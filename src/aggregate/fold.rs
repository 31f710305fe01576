//! The traffic accumulator shared by the hourly and daily rollups.

use serde::Serialize;

use crate::models::{HourlyAnalytics, RawReading, STORE_LINES, ZONE_COUNT};

// ---

/// Store-local business hours: `BUSINESS_OPEN <= hour < BUSINESS_CLOSE`.
pub const BUSINESS_OPEN: u32 = 9;
pub const BUSINESS_CLOSE: u32 = 21;

pub fn is_business_hour(hour: u32) -> bool {
    (BUSINESS_OPEN..BUSINESS_CLOSE).contains(&hour)
}

/// Running maximum with the hour it was seen. The first hour wins ties.
#[derive(Debug, Clone, Copy, Default, PartialEq, Serialize)]
pub struct PeakTracker {
    // ---
    pub hour: Option<u32>,
    pub value: i64,
}

impl PeakTracker {
    pub fn offer(&mut self, hour: u32, value: i64) {
        // ---
        if self.hour.is_none() || value > self.value {
            self.hour = Some(hour);
            self.value = value;
        }
    }

    pub fn hour_i32(&self) -> Option<i32> {
        self.hour.map(|h| h as i32)
    }

    pub fn value_if_seen(&self) -> Option<i64> {
        self.hour.map(|_| self.value)
    }
}

/// Line counts of one interval: the store-entrance lines plus the passerby line.
#[derive(Debug, Clone, Copy, Default, PartialEq)]
pub struct TrafficSample {
    // ---
    pub lines_in: [i64; STORE_LINES],
    pub lines_out: [i64; STORE_LINES],
    pub passerby_in: i64,
    pub passerby_out: i64,
}

impl TrafficSample {
    pub fn entries(&self) -> i64 {
        self.lines_in.iter().sum()
    }

    pub fn exits(&self) -> i64 {
        self.lines_out.iter().sum()
    }

    pub fn passerby(&self) -> i64 {
        self.passerby_in + self.passerby_out
    }
}

impl From<&RawReading> for TrafficSample {
    fn from(r: &RawReading) -> Self {
        Self {
            lines_in: [r.line1_in, r.line2_in, r.line3_in],
            lines_out: [r.line1_out, r.line2_out, r.line3_out],
            passerby_in: r.line4_in,
            passerby_out: r.line4_out,
        }
    }
}

impl From<&HourlyAnalytics> for TrafficSample {
    fn from(h: &HourlyAnalytics) -> Self {
        Self {
            lines_in: h.lines_in(),
            lines_out: h.lines_out(),
            passerby_in: h.passerby_in,
            passerby_out: h.passerby_out,
        }
    }
}

/// Sums, peaks and weighted means over a run of samples.
///
/// Ratios are taken over the summed counts, so every percentage is weighted
/// by the traffic behind it and empty hours cannot skew the result.
#[derive(Debug, Clone, Default)]
pub struct TrafficFold {
    // ---
    pub entries: i64,
    pub exits: i64,
    pub passerby_in: i64,
    pub passerby_out: i64,
    pub lines_in: [i64; STORE_LINES],
    pub lines_out: [i64; STORE_LINES],
    pub business_hours_entries: i64,
    pub after_hours_entries: i64,
    pub peak_entries: PeakTracker,
    pub peak_exits: PeakTracker,
    pub peak_traffic: PeakTracker,
    pub peak_passerby: PeakTracker,
    pub zone_peaks: [PeakTracker; ZONE_COUNT],
    pub samples: usize,
    dwell_sum: f64,
    dwell_weight: f64,
}

impl TrafficFold {
    pub fn new() -> Self {
        Self::default()
    }

    /// Add one traffic sample observed in store-local `hour`.
    pub fn add_traffic(&mut self, hour: u32, sample: &TrafficSample) {
        // ---
        let entries = sample.entries();
        let exits = sample.exits();

        self.entries += entries;
        self.exits += exits;
        self.passerby_in += sample.passerby_in;
        self.passerby_out += sample.passerby_out;
        for line in 0..STORE_LINES {
            self.lines_in[line] += sample.lines_in[line];
            self.lines_out[line] += sample.lines_out[line];
        }

        if is_business_hour(hour) {
            self.business_hours_entries += entries;
        } else {
            self.after_hours_entries += entries;
        }

        self.peak_entries.offer(hour, entries);
        self.peak_exits.offer(hour, exits);
        self.peak_traffic.offer(hour, entries + exits);
        self.peak_passerby.offer(hour, sample.passerby());
        self.samples += 1;
    }

    /// Offer per-zone occupancy seen in `hour`; `None` zones are ignored.
    pub fn add_occupancy(&mut self, hour: u32, zones: &[Option<i64>; ZONE_COUNT]) {
        // ---
        for (tracker, value) in self.zone_peaks.iter_mut().zip(zones) {
            if let Some(v) = value {
                tracker.offer(hour, *v);
            }
        }
    }

    /// Add a dwell observation with its weight (occupancy or traffic behind it).
    pub fn add_dwell(&mut self, seconds: f64, weight: f64) {
        // ---
        if seconds.is_finite() && weight > 0.0 {
            self.dwell_sum += seconds * weight;
            self.dwell_weight += weight;
        }
    }

    pub fn passerby(&self) -> i64 {
        self.passerby_in + self.passerby_out
    }

    /// Entries as a percentage of passerby; `None` without passerby traffic.
    pub fn capture_rate(&self) -> Option<f64> {
        percent(self.entries, self.passerby())
    }

    /// Share of entries per entrance line.
    pub fn entry_line_pct(&self) -> [Option<f64>; STORE_LINES] {
        self.lines_in.map(|n| percent(n, self.entries))
    }

    /// Share of exits per entrance line.
    pub fn exit_line_pct(&self) -> [Option<f64>; STORE_LINES] {
        self.lines_out.map(|n| percent(n, self.exits))
    }

    pub fn avg_dwell_seconds(&self) -> Option<f64> {
        (self.dwell_weight > 0.0).then(|| round2(self.dwell_sum / self.dwell_weight))
    }

    pub fn zone_peak_values(&self) -> [Option<i64>; ZONE_COUNT] {
        self.zone_peaks.map(|t| t.value_if_seen())
    }
}

fn percent(part: i64, whole: i64) -> Option<f64> {
    (whole > 0).then(|| round2(part as f64 / whole as f64 * 100.0))
}

pub(crate) fn round2(v: f64) -> f64 {
    (v * 100.0).round() / 100.0
}
//! Daily rollup: one store's `hourly_analytics` rows folded into its day.

use std::sync::Arc;

use anyhow::{Context, Result};
use chrono::NaiveDate;
use uuid::Uuid;

use crate::error;
use crate::models::{DailyAnalytics, HourlyAnalytics, Store, UpsertAction};
use crate::store::SensorStore;

use super::fold::{TrafficFold, TrafficSample};
use super::{AggregationSummary, RunDate};

// ---

/// Folds a day's `hourly_analytics` rows into `daily_analytics`.
pub struct DailyAggregator {
    store: Arc<dyn SensorStore>,
}

impl DailyAggregator {
    pub fn new(store: Arc<dyn SensorStore>) -> Self {
        Self { store }
    }

    /// Recompute every store's daily row for its store-local target date.
    /// Stores without hourly rows are skipped.
    pub async fn run(&self, target: RunDate) -> Result<AggregationSummary> {
        // ---
        let stores = self
            .store
            .get_stores()
            .await
            .context("Failed to load stores for daily aggregation")?;
        let mut summary = AggregationSummary::new("daily", target.fixed(), stores.len());

        for store in &stores {
            let date = target.daily(store.tz());
            match self.aggregate_store(store, date).await {
                Ok(Some(action)) => summary.record(&[action]),
                Ok(None) => {
                    tracing::debug!(store = %store.name, %date, "No hourly rows, skipping");
                    summary.record(&[]);
                }
                Err(e) => {
                    tracing::error!(store = %store.name, error = %e, "Daily aggregation failed");
                    summary.failed += 1;
                }
            }
        }

        summary.log();
        Ok(summary)
    }

    pub async fn aggregate_store(
        &self,
        store: &Store,
        date: NaiveDate,
    ) -> error::Result<Option<UpsertAction>> {
        // ---
        let hourly = self.store.get_hourly(store.id, date).await?;
        match build_daily_row(store.id, date, &hourly) {
            Some(row) => Ok(Some(self.store.upsert_daily(&row).await?)),
            None => Ok(None),
        }
    }
}

/// Fold hourly rows into the day's row; `None` when there are no rows.
pub fn build_daily_row(
    store_id: Uuid,
    date: NaiveDate,
    hourly: &[HourlyAnalytics],
) -> Option<DailyAnalytics> {
    // ---
    if hourly.is_empty() {
        return None;
    }

    let mut ordered: Vec<&HourlyAnalytics> = hourly.iter().collect();
    ordered.sort_by_key(|h| h.hour);

    let mut fold = TrafficFold::new();
    for h in &ordered {
        let hour = h.hour.clamp(0, 23) as u32;
        fold.add_traffic(hour, &TrafficSample::from(*h));
        fold.add_occupancy(hour, &h.zone_peaks());
        if let Some(dwell) = h.avg_dwell_seconds {
            fold.add_dwell(dwell, h.store_entries.max(0) as f64);
        }
    }

    let [entry_line1_pct, entry_line2_pct, entry_line3_pct] = fold.entry_line_pct();
    let [exit_line1_pct, exit_line2_pct, exit_line3_pct] = fold.exit_line_pct();
    let [zone1, zone2, zone3, zone4] = fold.zone_peaks;

    Some(DailyAnalytics {
        store_id,
        date,
        total_entries: fold.entries,
        total_exits: fold.exits,
        total_passerby: fold.passerby(),
        capture_rate: fold.capture_rate(),
        peak_hour: fold.peak_entries.hour_i32(),
        peak_hour_entries: fold.peak_entries.value,
        peak_exit_hour: fold.peak_exits.hour_i32(),
        peak_exit_count: fold.peak_exits.value,
        peak_traffic_hour: fold.peak_traffic.hour_i32(),
        peak_traffic_count: fold.peak_traffic.value,
        peak_passerby_hour: fold.peak_passerby.hour_i32(),
        peak_passerby_count: fold.peak_passerby.value,
        business_hours_entries: fold.business_hours_entries,
        after_hours_entries: fold.after_hours_entries,
        entry_line1_pct,
        entry_line2_pct,
        entry_line3_pct,
        exit_line1_pct,
        exit_line2_pct,
        exit_line3_pct,
        zone1_peak_occupancy: zone1.value_if_seen(),
        zone1_peak_hour: zone1.hour_i32(),
        zone2_peak_occupancy: zone2.value_if_seen(),
        zone2_peak_hour: zone2.hour_i32(),
        zone3_peak_occupancy: zone3.value_if_seen(),
        zone3_peak_hour: zone3.hour_i32(),
        zone4_peak_occupancy: zone4.value_if_seen(),
        zone4_peak_hour: zone4.hour_i32(),
        avg_dwell_seconds: fold.avg_dwell_seconds(),
        hours_with_data: ordered.len() as i32,
    })
}
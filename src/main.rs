//! Command-line entry point for `footfall-pipeline`.
//!
//! Orchestrates the startup sequence shared by every command:
//! - Loading configuration from environment variables or `.env`
//! - Initializing structured logging/tracing
//! - Connecting the warehouse backend (Postgres pool or Supabase REST)
//!
//! and then runs one command:
//! - `collect` – poll every eligible sensor once
//! - `aggregate-hourly [--date]` / `aggregate-daily [--date]` – rebuild rollups
//! - `migrate` – create the warehouse schema (Postgres backend only)
//! - `serve` – expose the jobs as cron-triggered HTTP routes
//!
//! # Environment Variables
//! See [`footfall_pipeline::config::load_from_env`] for the full list. Logging:
//! - `LOG_LEVEL` (optional) – log verbosity when `RUST_LOG` is unset (default: `info`)
//! - `LOG_SPAN_EVENTS` (optional) – span event mode for tracing
//! - `FORCE_COLOR` (optional) – force ANSI colours on or off
use std::env;
use std::sync::Arc;

use anyhow::{anyhow, Context, Result};
use axum::Router;
use chrono::{NaiveDate, Utc};
use clap::{Parser, Subcommand};
use dotenvy::dotenv;
use is_terminal::IsTerminal;
use tracing_subscriber::filter::EnvFilter;
use tracing_subscriber::fmt::format::FmtSpan;

use footfall_pipeline::aggregate::{DailyAggregator, HourlyAggregator, RunDate};
use footfall_pipeline::config::{self, StoreConfig};
use footfall_pipeline::routes::{self, AppState};
use footfall_pipeline::store::{self, PgStore};
use footfall_pipeline::{schema, Pipeline};

// ---

#[derive(Parser)]
#[command(name = "footfall-pipeline", version, about = "Foot-traffic sensor collection and analytics")]
struct Cli {
    #[command(subcommand)]
    command: Command,
}

#[derive(Subcommand)]
enum Command {
    /// Poll every eligible sensor once and store its readings
    Collect,
    /// Rebuild hourly analytics for a store-local date (default: each store's local today)
    AggregateHourly {
        #[arg(long)]
        date: Option<NaiveDate>,
    },
    /// Rebuild daily analytics for a store-local date (default: each store's local yesterday)
    AggregateDaily {
        #[arg(long)]
        date: Option<NaiveDate>,
    },
    /// Create or update the warehouse schema
    Migrate,
    /// Serve `/health` and the cron routes
    Serve,
}

#[tokio::main]
async fn main() -> Result<()> {
    // ---
    dotenv().ok();
    init_tracing();

    let cli = Cli::parse();
    let cfg = config::load_from_env()?;
    cfg.log_config();

    match cli.command {
        Command::Collect => {
            let store = store::connect(&cfg.store).await?;
            let pipeline = Pipeline::from_config(&cfg, store)?;
            let summary = pipeline.collect(Utc::now()).await?;
            print_json(&summary)?;
        }
        Command::AggregateHourly { date } => {
            let store = store::connect(&cfg.store).await?;
            let target = RunDate::or_default(date, Utc::now());
            let summary = HourlyAggregator::new(store).run(target).await?;
            print_json(&summary)?;
        }
        Command::AggregateDaily { date } => {
            let store = store::connect(&cfg.store).await?;
            let target = RunDate::or_default(date, Utc::now());
            let summary = DailyAggregator::new(store).run(target).await?;
            print_json(&summary)?;
        }
        Command::Migrate => {
            let StoreConfig::Postgres { db_url, pool_max } = &cfg.store else {
                return Err(anyhow!("migrate needs DATABASE_URL; the REST backend cannot run DDL"));
            };
            let store = PgStore::connect(db_url, *pool_max).await?;
            schema::create_schema(store.pool()).await?;
        }
        Command::Serve => {
            let cron_secret = cfg.require_cron_secret()?;
            let store = store::connect(&cfg.store).await?;
            let pipeline = Pipeline::from_config(&cfg, store.clone())?;

            // Build app from routes gateway (EMBP)
            let app: Router = routes::router(AppState {
                store,
                pipeline: Arc::new(pipeline),
                cron_secret: Arc::from(cron_secret),
            });

            tracing::info!("Listening on {}", cfg.bind_addr);
            let listener = tokio::net::TcpListener::bind(cfg.bind_addr)
                .await
                .with_context(|| format!("Failed to bind {}", cfg.bind_addr))?;
            axum::serve(listener, app).await?;
        }
    }

    Ok(())
}

fn print_json<T: serde::Serialize>(value: &T) -> Result<()> {
    println!("{}", serde_json::to_string_pretty(value)?);
    Ok(())
}

// ---

/// Initialize the global tracing subscriber for structured logging.
///
/// This function configures the [`tracing_subscriber`] with:
/// - Log target, file, and line number output enabled
/// - Color output controlled by TTY detection and `FORCE_COLOR` env var:
///   - `FORCE_COLOR=1|true|yes`: force colors on
///   - `FORCE_COLOR=0|false|no`: force colors off
///   - unset or other values: auto-detect TTY on stderr
/// - Span event emission mode controlled by the `LOG_SPAN_EVENTS` env var:
///   - `"full"`       : emit ENTER, EXIT, and CLOSE events with timing
///   - `"enter_exit"` : emit ENTER and EXIT only
///   - unset or other values: emit CLOSE events only (default)
/// - Log level controlled by `RUST_LOG`, else the `LOG_LEVEL` env var
///
/// Logs go to stderr so command summaries on stdout stay machine-readable.
fn init_tracing() {
    // ---
    let span_events = match env::var("LOG_SPAN_EVENTS").as_deref() {
        Ok("full") => FmtSpan::FULL,
        Ok("enter_exit") => FmtSpan::ENTER | FmtSpan::EXIT,
        _ => FmtSpan::CLOSE,
    };

    let use_color = match env::var("FORCE_COLOR").as_deref() {
        Ok("1") | Ok("true") | Ok("yes") => true,
        Ok("0") | Ok("false") | Ok("no") => false,
        _ => std::io::stderr().is_terminal(),
    };

    // Use RUST_LOG if available, otherwise fall back to LOG_LEVEL
    let env_filter = if env::var("RUST_LOG").is_ok() {
        EnvFilter::from_default_env()
    } else {
        let level = match env::var("LOG_LEVEL").ok().as_deref() {
            Some("trace") => "trace",
            Some("debug") => "debug",
            Some("warn") => "warn",
            Some("error") => "error",
            _ => "info",
        };
        EnvFilter::new(format!("{level},sqlx::query=warn"))
    };

    tracing_subscriber::fmt()
        .with_writer(std::io::stderr)
        .with_target(true)
        .with_file(true)
        .with_line_number(true)
        .with_span_events(span_events)
        .with_env_filter(env_filter)
        .with_ansi(use_color)
        .compact()
        .init();
}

+ + + + +

• **What needs to be done**: Take each line above that contains "once" and copy it out.

• **Exercise response**:
//! - `collect` – poll every eligible sensor once
    /// Poll every eligible sensor once and store its readings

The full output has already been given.